THE PROBLEM → Each line that includes "message" must be copied from the records.

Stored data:
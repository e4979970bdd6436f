//! 모든 핸들러에서 공유되는 애플리케이션 상태.
//!
//! AppState는 Arc로 래핑되어 여러 요청 간에 공유됩니다.

use std::sync::Arc;

use chrono::{DateTime, Utc};

use crate::auth::TokenVerifier;
use crate::repository::DrinkRepository;

/// 애플리케이션 공유 상태.
///
/// Axum의 State extractor를 통해 핸들러에 주입됩니다.
#[derive(Clone)]
pub struct AppState {
    /// 음료 저장소
    pub drinks: Arc<dyn DrinkRepository>,

    /// Bearer 토큰 검증기 - 라우트별 권한 가드가 공유
    pub verifier: Arc<TokenVerifier>,

    /// 서버 시작 시간 (업타임 계산용)
    pub started_at: DateTime<Utc>,

    /// API 버전
    pub version: String,
}

impl AppState {
    pub fn new(drinks: Arc<dyn DrinkRepository>, verifier: Arc<TokenVerifier>) -> Self {
        Self {
            drinks,
            verifier,
            started_at: Utc::now(),
            version: env!("CARGO_PKG_VERSION").to_string(),
        }
    }

    /// 서버 업타임(초) 반환.
    pub fn uptime_secs(&self) -> i64 {
        Utc::now().signed_duration_since(self.started_at).num_seconds()
    }

    /// 저장소 연결 상태 확인.
    pub async fn is_storage_healthy(&self) -> bool {
        self.drinks.health_check().await.is_ok()
    }
}

/// 테스트용 AppState 생성 헬퍼.
///
/// 빈 인메모리 저장소와 테스트 키 세트로 구성합니다.
#[cfg(any(test, feature = "test-utils"))]
pub fn create_test_state() -> AppState {
    use crate::auth::test_support::test_verifier;
    use crate::repository::InMemoryDrinkRepository;

    AppState::new(
        Arc::new(InMemoryDrinkRepository::new()),
        Arc::new(test_verifier()),
    )
}
//! 키 세트 HTTP 조회 통합 테스트.
//!
//! mockito 서버가 JWKS 문서를 제공하고, 조회기/캐시/검증기가 이를 사용하는지
//! 확인합니다.

use std::sync::Arc;
use std::time::Duration;

use axum::http::StatusCode;
use coffee_api::auth::{CachedKeySource, JwksFetcher, KeySource, TokenVerifier};
use coffee_core::AuthConfig;
use jsonwebtoken::{encode, Algorithm, EncodingKey, Header};
use serde_json::json;

const JWKS: &str = include_str!("fixtures/test_jwks.json");
const PRIVATE_KEY: &str = include_str!("fixtures/test_rsa_private.pem");
const JWKS_PATH: &str = "/.well-known/jwks.json";
const AUDIENCE: &str = "drinks";

fn issuer(server: &mockito::Server) -> String {
    format!("{}/", server.url())
}

fn sign(kid: &str, issuer: &str, permissions: &[&str]) -> String {
    let now = chrono::Utc::now().timestamp();
    let claims = json!({
        "iss": issuer,
        "sub": "auth0|barista",
        "aud": AUDIENCE,
        "iat": now,
        "exp": now + 3600,
        "permissions": permissions,
    });

    let mut header = Header::new(Algorithm::RS256);
    header.kid = Some(kid.to_string());
    let key = EncodingKey::from_rsa_pem(PRIVATE_KEY.as_bytes()).unwrap();
    encode(&header, &claims, &key).unwrap()
}

fn cached_verifier(server: &mockito::Server) -> TokenVerifier {
    let fetcher = JwksFetcher::new(format!("{}{}", server.url(), JWKS_PATH)).unwrap();
    let keys = CachedKeySource::new(fetcher, Duration::from_secs(600));
    TokenVerifier::new(Arc::new(keys), AUDIENCE, issuer(server))
}

#[tokio::test]
async fn test_fetcher_reads_key_set() {
    let mut server = mockito::Server::new_async().await;
    let mock = server
        .mock("GET", JWKS_PATH)
        .with_status(200)
        .with_header("content-type", "application/json")
        .with_body(JWKS)
        .expect(1)
        .create_async()
        .await;

    let fetcher = JwksFetcher::new(format!("{}{}", server.url(), JWKS_PATH)).unwrap();
    let keys = fetcher.key_set().await.unwrap();

    assert!(keys.find("test-key-1").is_some());
    mock.assert_async().await;
}

#[tokio::test]
async fn test_cached_verifier_fetches_once() {
    let mut server = mockito::Server::new_async().await;
    let mock = server
        .mock("GET", JWKS_PATH)
        .with_status(200)
        .with_body(JWKS)
        .expect(1)
        .create_async()
        .await;

    let verifier = cached_verifier(&server);
    let token = sign("test-key-1", &issuer(&server), &["post:drinks"]);

    for _ in 0..3 {
        let claims = verifier.verify(&token).await.unwrap();
        assert_eq!(claims.permissions, Some(vec!["post:drinks".to_string()]));
    }

    mock.assert_async().await;
}

#[tokio::test]
async fn test_unknown_kid_refreshes_once() {
    let mut server = mockito::Server::new_async().await;
    let mock = server
        .mock("GET", JWKS_PATH)
        .with_status(200)
        .with_body(JWKS)
        .expect(2)
        .create_async()
        .await;

    let verifier = cached_verifier(&server);
    let token = sign("rotated-key", &issuer(&server), &[]);

    let err = verifier.verify(&token).await.unwrap_err();
    assert_eq!(err.code(), "key_not_found");
    assert_eq!(err.status(), StatusCode::BAD_REQUEST);

    // 최초 조회 + kid 미스로 인한 갱신 1회
    mock.assert_async().await;
}

#[tokio::test]
async fn test_repeated_unknown_kids_do_not_refetch() {
    let mut server = mockito::Server::new_async().await;
    let mock = server
        .mock("GET", JWKS_PATH)
        .with_status(200)
        .with_body(JWKS)
        .expect(2)
        .create_async()
        .await;

    let verifier = cached_verifier(&server);

    for kid in ["forged-1", "forged-2", "forged-3", "forged-4"] {
        let token = sign(kid, &issuer(&server), &[]);
        let err = verifier.verify(&token).await.unwrap_err();
        assert_eq!(err.code(), "key_not_found");
    }

    // 최초 조회 + 첫 kid 미스의 갱신만 서버에 도달
    mock.assert_async().await;
}

#[tokio::test]
async fn test_key_set_server_error() {
    let mut server = mockito::Server::new_async().await;
    let _mock = server
        .mock("GET", JWKS_PATH)
        .with_status(500)
        .create_async()
        .await;

    let verifier = cached_verifier(&server);
    let token = sign("test-key-1", &issuer(&server), &[]);

    let err = verifier.verify(&token).await.unwrap_err();
    assert_eq!(err.code(), "key_set_unavailable");
    assert_eq!(err.status(), StatusCode::SERVICE_UNAVAILABLE);
}

#[tokio::test]
async fn test_verifier_from_config_without_cache() {
    let mut server = mockito::Server::new_async().await;
    let mock = server
        .mock("GET", JWKS_PATH)
        .with_status(200)
        .with_body(JWKS)
        .expect(2)
        .create_async()
        .await;

    let config = AuthConfig {
        domain: "unused.example.com".to_string(),
        audience: AUDIENCE.to_string(),
        issuer: Some(issuer(&server)),
        jwks_url: Some(format!("{}{}", server.url(), JWKS_PATH)),
        jwks_cache_ttl_secs: 0,
    };
    let verifier = TokenVerifier::from_config(&config).unwrap();
    let token = sign("test-key-1", &issuer(&server), &["delete:drinks"]);

    verifier.verify(&token).await.unwrap();
    verifier.verify(&token).await.unwrap();

    // TTL 0이면 요청마다 조회
    mock.assert_async().await;
}
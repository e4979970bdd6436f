//! 헬스 체크 endpoint.
//!
//! 로드밸런서나 오케스트레이션 시스템에서 사용하는 liveness/readiness 확인.

use axum::{extract::State, http::StatusCode, response::IntoResponse, routing::get, Json, Router};
use serde::{Deserialize, Serialize};
use std::sync::Arc;
use tracing::warn;

use crate::state::AppState;

/// liveness 응답.
#[derive(Debug, Serialize, Deserialize)]
pub struct LivenessResponse {
    pub status: String,
}

/// readiness 응답.
#[derive(Debug, Serialize, Deserialize)]
pub struct HealthResponse {
    /// 전체 서비스 상태 ("healthy" | "unhealthy")
    pub status: String,

    /// API 버전
    pub version: String,

    /// 서버 업타임(초)
    pub uptime_secs: i64,

    /// 현재 시간 (ISO 8601)
    pub timestamp: String,

    /// 개별 컴포넌트 상태
    pub components: ComponentHealth,
}

/// 개별 컴포넌트 상태.
#[derive(Debug, Serialize, Deserialize)]
pub struct ComponentHealth {
    /// 저장소 연결 상태
    pub database: ComponentStatus,
}

/// 컴포넌트 상태.
#[derive(Debug, Serialize, Deserialize)]
pub struct ComponentStatus {
    /// 상태 ("up" | "down")
    pub status: String,

    #[serde(skip_serializing_if = "Option::is_none")]
    pub message: Option<String>,
}

impl ComponentStatus {
    pub fn up() -> Self {
        Self {
            status: "up".to_string(),
            message: None,
        }
    }

    pub fn down(message: impl Into<String>) -> Self {
        Self {
            status: "down".to_string(),
            message: Some(message.into()),
        }
    }
}

/// 간단한 헬스 체크 (liveness probe용).
///
/// GET /health
pub async fn health_check() -> impl IntoResponse {
    Json(LivenessResponse {
        status: "ok".to_string(),
    })
}

/// 상세 헬스 체크 (readiness probe용).
///
/// 저장소가 응답하지 않으면 503을 반환합니다.
/// GET /health/ready
pub async fn health_ready(State(state): State<Arc<AppState>>) -> impl IntoResponse {
    let (overall_status, status_code, database) = if state.is_storage_healthy().await {
        ("healthy", StatusCode::OK, ComponentStatus::up())
    } else {
        warn!("Readiness check failed: storage unreachable");
        (
            "unhealthy",
            StatusCode::SERVICE_UNAVAILABLE,
            ComponentStatus::down("연결 실패"),
        )
    };

    let response = HealthResponse {
        status: overall_status.to_string(),
        version: state.version.clone(),
        uptime_secs: state.uptime_secs(),
        timestamp: chrono::Utc::now().to_rfc3339(),
        components: ComponentHealth { database },
    };

    (status_code, Json(response))
}

/// 헬스 체크 라우터 생성.
pub fn health_router() -> Router<Arc<AppState>> {
    Router::new()
        .route("/", get(health_check))
        .route("/ready", get(health_ready))
}

#[cfg(test)]
mod tests {
    use super::*;
    use crate::auth::test_support::test_verifier;
    use crate::repository::InMemoryDrinkRepository;
    use crate::state::create_test_state;
    use axum::{body::Body, http::Request};
    use tower::ServiceExt;

    async fn get_ready(state: AppState) -> (StatusCode, HealthResponse) {
        let app = Router::new()
            .nest("/health", health_router())
            .with_state(Arc::new(state));

        let response = app
            .oneshot(
                Request::builder()
                    .uri("/health/ready")
                    .body(Body::empty())
                    .unwrap(),
            )
            .await
            .unwrap();

        let status = response.status();
        let body = axum::body::to_bytes(response.into_body(), usize::MAX)
            .await
            .unwrap();
        (status, serde_json::from_slice(&body).unwrap())
    }

    #[tokio::test]
    async fn test_health_check_returns_ok() {
        let app = Router::new().route("/health", get(health_check));

        let response = app
            .oneshot(Request::builder().uri("/health").body(Body::empty()).unwrap())
            .await
            .unwrap();

        assert_eq!(response.status(), StatusCode::OK);
    }

    #[tokio::test]
    async fn test_health_ready_returns_json() {
        let (status, health) = get_ready(create_test_state()).await;

        assert_eq!(status, StatusCode::OK);
        assert_eq!(health.status, "healthy");
        assert_eq!(health.components.database.status, "up");
        assert!(!health.version.is_empty());
    }

    #[tokio::test]
    async fn test_health_ready_storage_down() {
        let state = AppState::new(
            Arc::new(InMemoryDrinkRepository::unavailable()),
            Arc::new(test_verifier()),
        );
        let (status, health) = get_ready(state).await;

        assert_eq!(status, StatusCode::SERVICE_UNAVAILABLE);
        assert_eq!(health.status, "unhealthy");
        assert_eq!(health.components.database.status, "down");
    }
}
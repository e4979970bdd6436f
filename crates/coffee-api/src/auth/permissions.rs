//! 권한 정의 및 검사.

use super::{AuthError, Claims};

/// 메뉴 API 권한.
///
/// 토큰의 `permissions` 클레임에 문자열 형태로 담겨 옵니다.
#[derive(Debug, Clone, Copy, PartialEq, Eq, Hash)]
pub enum Permission {
    /// 상세(재료 이름 포함) 조회
    GetDrinksDetail,
    /// 음료 생성
    PostDrinks,
    /// 음료 수정
    PatchDrinks,
    /// 음료 삭제
    DeleteDrinks,
}

impl Permission {
    /// 모든 권한.
    pub const ALL: [Permission; 4] = [
        Permission::GetDrinksDetail,
        Permission::PostDrinks,
        Permission::PatchDrinks,
        Permission::DeleteDrinks,
    ];

    /// 토큰에 담기는 권한 문자열.
    pub fn as_str(&self) -> &'static str {
        match self {
            Permission::GetDrinksDetail => "get:drinks-detail",
            Permission::PostDrinks => "post:drinks",
            Permission::PatchDrinks => "patch:drinks",
            Permission::DeleteDrinks => "delete:drinks",
        }
    }
}

impl std::fmt::Display for Permission {
    fn fmt(&self, f: &mut std::fmt::Formatter<'_>) -> std::fmt::Result {
        f.write_str(self.as_str())
    }
}

/// 클레임에 요구 권한이 있는지 확인합니다.
///
/// - `permissions` 필드 없음 → 400 `invalid_claims`
/// - 요구 권한 없음 → 403 `unauthorized`
///
/// 권한 문자열은 정확히 일치해야 합니다 (대소문자 구분, 와일드카드 없음).
pub fn check_permission(claims: &Claims, required: &str) -> Result<(), AuthError> {
    let permissions = claims
        .permissions
        .as_ref()
        .ok_or_else(AuthError::permissions_missing)?;

    if permissions.iter().any(|p| p == required) {
        Ok(())
    } else {
        Err(AuthError::permission_denied())
    }
}

#[cfg(test)]
mod tests {
    use super::*;
    use crate::auth::Audience;
    use axum::http::StatusCode;
    use proptest::prelude::*;

    fn claims_with(permissions: Option<Vec<String>>) -> Claims {
        Claims {
            iss: "https://coffee-shop.test/".to_string(),
            sub: Some("auth0|manager".to_string()),
            aud: Audience::Single("drinks".to_string()),
            exp: 4_102_444_800,
            iat: None,
            permissions,
        }
    }

    #[test]
    fn test_permission_strings() {
        assert_eq!(Permission::GetDrinksDetail.as_str(), "get:drinks-detail");
        assert_eq!(Permission::PostDrinks.to_string(), "post:drinks");
        assert_eq!(Permission::PatchDrinks.as_str(), "patch:drinks");
        assert_eq!(Permission::DeleteDrinks.to_string(), "delete:drinks");
    }

    #[test]
    fn test_check_permission_granted() {
        let claims = claims_with(Some(vec![
            "get:drinks-detail".to_string(),
            "post:drinks".to_string(),
        ]));
        assert!(check_permission(&claims, "post:drinks").is_ok());
    }

    #[test]
    fn test_check_permission_missing_field() {
        let err = check_permission(&claims_with(None), "post:drinks").unwrap_err();
        assert_eq!(err.status(), StatusCode::BAD_REQUEST);
        assert_eq!(err.code(), "invalid_claims");
    }

    #[test]
    fn test_check_permission_empty_list_is_forbidden() {
        let err = check_permission(&claims_with(Some(vec![])), "post:drinks").unwrap_err();
        assert_eq!(err.status(), StatusCode::FORBIDDEN);
        assert_eq!(err.code(), "unauthorized");
    }

    #[test]
    fn test_check_permission_no_prefix_match() {
        let claims = claims_with(Some(vec!["post:drinks-extra".to_string()]));
        assert!(check_permission(&claims, "post:drinks").is_err());
    }

    proptest! {
        #[test]
        fn prop_granted_iff_listed(
            granted in prop::collection::vec(prop::sample::select(Permission::ALL.to_vec()), 0..4),
            required in prop::sample::select(Permission::ALL.to_vec()),
        ) {
            let claims = claims_with(Some(granted.iter().map(|p| p.as_str().to_string()).collect()));
            let result = check_permission(&claims, required.as_str());

            if granted.contains(&required) {
                prop_assert!(result.is_ok());
            } else {
                prop_assert_eq!(result.unwrap_err().status(), StatusCode::FORBIDDEN);
            }
        }
    }
}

WRITTEN SOLUTION →
    pub message: Option<String>,
            message: None,
    pub fn down(message: impl Into<String>) -> Self {
            message: Some(message.into()),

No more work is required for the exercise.